The problem =>
Look for the string "tracing" in the listing. Copy each line that has it.

--- START ---

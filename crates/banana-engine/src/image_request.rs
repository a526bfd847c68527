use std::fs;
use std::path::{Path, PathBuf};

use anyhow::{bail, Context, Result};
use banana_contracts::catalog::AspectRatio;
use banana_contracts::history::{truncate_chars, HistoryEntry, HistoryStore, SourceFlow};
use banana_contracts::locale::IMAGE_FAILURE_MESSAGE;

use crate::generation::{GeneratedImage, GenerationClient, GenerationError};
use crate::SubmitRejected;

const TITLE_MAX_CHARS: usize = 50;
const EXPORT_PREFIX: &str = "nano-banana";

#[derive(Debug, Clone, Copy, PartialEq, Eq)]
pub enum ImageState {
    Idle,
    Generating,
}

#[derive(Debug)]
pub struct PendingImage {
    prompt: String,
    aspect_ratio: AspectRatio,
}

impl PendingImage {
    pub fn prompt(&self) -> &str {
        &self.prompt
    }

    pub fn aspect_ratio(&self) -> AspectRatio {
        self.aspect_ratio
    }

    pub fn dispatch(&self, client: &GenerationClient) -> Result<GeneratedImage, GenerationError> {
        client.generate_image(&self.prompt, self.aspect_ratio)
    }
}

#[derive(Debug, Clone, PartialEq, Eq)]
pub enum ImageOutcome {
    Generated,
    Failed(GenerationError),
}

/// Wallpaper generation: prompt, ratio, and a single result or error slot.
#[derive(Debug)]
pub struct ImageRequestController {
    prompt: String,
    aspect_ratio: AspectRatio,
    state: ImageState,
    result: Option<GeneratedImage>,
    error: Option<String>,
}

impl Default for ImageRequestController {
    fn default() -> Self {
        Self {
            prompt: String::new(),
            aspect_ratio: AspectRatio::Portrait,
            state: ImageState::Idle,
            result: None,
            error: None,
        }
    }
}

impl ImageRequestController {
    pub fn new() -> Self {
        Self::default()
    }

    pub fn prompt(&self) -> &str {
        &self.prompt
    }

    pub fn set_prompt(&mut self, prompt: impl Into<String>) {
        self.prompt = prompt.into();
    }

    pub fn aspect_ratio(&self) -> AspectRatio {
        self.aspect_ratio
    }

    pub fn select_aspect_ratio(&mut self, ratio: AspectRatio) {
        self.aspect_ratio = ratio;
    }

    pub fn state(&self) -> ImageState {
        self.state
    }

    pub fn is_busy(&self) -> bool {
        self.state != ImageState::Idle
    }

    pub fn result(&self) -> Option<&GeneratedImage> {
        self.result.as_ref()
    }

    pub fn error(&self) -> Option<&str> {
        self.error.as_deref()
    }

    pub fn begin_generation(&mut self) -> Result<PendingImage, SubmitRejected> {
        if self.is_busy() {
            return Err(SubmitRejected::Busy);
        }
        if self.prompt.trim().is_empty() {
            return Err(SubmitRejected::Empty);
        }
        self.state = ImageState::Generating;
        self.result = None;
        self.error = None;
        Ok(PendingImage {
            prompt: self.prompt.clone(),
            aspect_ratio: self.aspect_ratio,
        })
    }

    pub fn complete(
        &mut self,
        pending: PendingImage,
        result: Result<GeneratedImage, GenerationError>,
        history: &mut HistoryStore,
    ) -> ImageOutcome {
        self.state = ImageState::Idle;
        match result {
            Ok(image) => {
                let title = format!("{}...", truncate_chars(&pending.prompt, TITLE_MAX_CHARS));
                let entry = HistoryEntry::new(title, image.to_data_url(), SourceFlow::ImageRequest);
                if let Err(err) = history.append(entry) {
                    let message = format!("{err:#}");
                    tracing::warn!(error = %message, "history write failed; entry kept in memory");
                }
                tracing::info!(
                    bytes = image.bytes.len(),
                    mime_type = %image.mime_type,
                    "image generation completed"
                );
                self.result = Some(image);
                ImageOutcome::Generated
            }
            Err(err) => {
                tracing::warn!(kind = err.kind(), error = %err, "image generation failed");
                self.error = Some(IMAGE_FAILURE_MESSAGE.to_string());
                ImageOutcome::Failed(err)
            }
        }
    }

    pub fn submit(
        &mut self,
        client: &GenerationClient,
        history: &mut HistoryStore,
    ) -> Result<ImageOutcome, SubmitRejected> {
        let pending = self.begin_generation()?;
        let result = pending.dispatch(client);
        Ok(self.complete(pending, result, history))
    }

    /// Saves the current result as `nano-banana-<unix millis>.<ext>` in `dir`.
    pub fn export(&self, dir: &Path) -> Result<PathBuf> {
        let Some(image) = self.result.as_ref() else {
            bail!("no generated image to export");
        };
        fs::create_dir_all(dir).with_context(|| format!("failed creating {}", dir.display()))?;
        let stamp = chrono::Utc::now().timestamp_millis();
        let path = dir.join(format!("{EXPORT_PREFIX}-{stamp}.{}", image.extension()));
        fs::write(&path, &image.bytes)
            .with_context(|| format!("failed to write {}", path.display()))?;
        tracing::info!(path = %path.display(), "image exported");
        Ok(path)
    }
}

--- END ---

Written reply =>
                    tracing::warn!(error = %message, "history write failed; entry kept in memory");
                tracing::info!(
                tracing::warn!(kind = err.kind(), error = %err, "image generation failed");
        tracing::info!(path = %path.display(), "image exported");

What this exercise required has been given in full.